Data to use.
----------

///
/// Host-side error types.
///
/// `HostError` covers failures inside the in-process host that the real
/// database would raise as an ERROR: SQL failures, read-only violations,
/// out-of-range conversions, corrupt storage. Raised from inside a call they
/// abort it, like `pgext_core::BridgeError`. `ConfigError` is returned from
/// config loading, and `CallError` is what `Backend::call` reports for an
/// aborted function.
///

use std::path::PathBuf;
use thiserror::Error;

use pgext_core::Oid;

#[derive(Debug, Error)]
pub enum HostError {
    #[error("SQL error: {0}")]
    Sql(#[from] rusqlite::Error),

    #[error("{keyword} is not allowed in a read-only statement")]
    ReadOnlyViolation { keyword: String },

    #[error("cannot run multiple statements in one SPI_execute call")]
    MultipleStatements,

    #[error("value \"{value}\" is out of range for type {type_name}")]
    ValueOutOfRange { value: String, type_name: String },

    #[error("invalid input syntax for type {type_name}: \"{value}\"")]
    InvalidInput { value: String, type_name: String },

    #[error("invalid input value for enum {type_name}: \"{label}\"")]
    UnknownEnumLabel { type_name: String, label: String },

    #[error("type \"{name}\" does not exist")]
    UnknownTypeName { name: String },

    #[error("type \"{name}\" already exists")]
    DuplicateType { name: String },

    #[error("type {type_id} cannot be returned from SPI")]
    UnsupportedResultType { type_id: Oid },

    #[error("tuple descriptor for type {type_id} released more often than it was referenced")]
    DoubleRelease { type_id: Oid },

    #[error("datum {handle:#x} does not reference memory in the current context")]
    DanglingDatum { handle: u64 },

    #[error("invalid attribute number {attnum} for row with {natts} attributes")]
    InvalidAttribute { attnum: i32, natts: usize },

    #[error("number of columns ({0}) exceeds limit")]
    TooManyColumns(usize),

    #[error("corrupt tuple: {0}")]
    CorruptTuple(String),

    #[error("missing chunk {chunk} for toast value {value_id}")]
    MissingToastChunk { value_id: Oid, chunk: usize },

    #[error("compressed data is corrupt: {0}")]
    CorruptCompressedData(String),

    #[error("unsupported compression method {0}")]
    UnsupportedCompression(u32),

    #[error("compression failed: {0}")]
    Io(#[from] std::io::Error),

    #[error(transparent)]
    Config(#[from] ConfigError),
}

#[derive(Debug, Error)]
pub enum ConfigError {
    #[error("failed to read config at {path}: {source}")]
    Read {
        path: PathBuf,
        #[source]
        source: std::io::Error,
    },

    #[error("TOML parse error: {0}")]
    Toml(#[from] toml::de::Error),

    #[error("invalid config: {0}")]
    Invalid(String),
}

#[derive(Debug, Error, PartialEq, Eq)]
pub enum CallError {
    #[error("function call aborted: {message}")]
    Aborted { message: String },
}

impl CallError {
    pub fn message(&self) -> &str {
        match self {
            CallError::Aborted { message } => message,
        }
    }
}

/// Raises a host error inside the current call.
#[track_caller]
pub(crate) fn host_abort(err: HostError) -> ! {
    tracing::error!(error = %err, "host error");
    panic!("{}", err)
}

----------

Task requirements.
The answer should consist of every line above in which "number" appears.

Result.
    #[error("invalid attribute number {attnum} for row with {natts} attributes")]
    #[error("number of columns ({0}) exceeds limit")]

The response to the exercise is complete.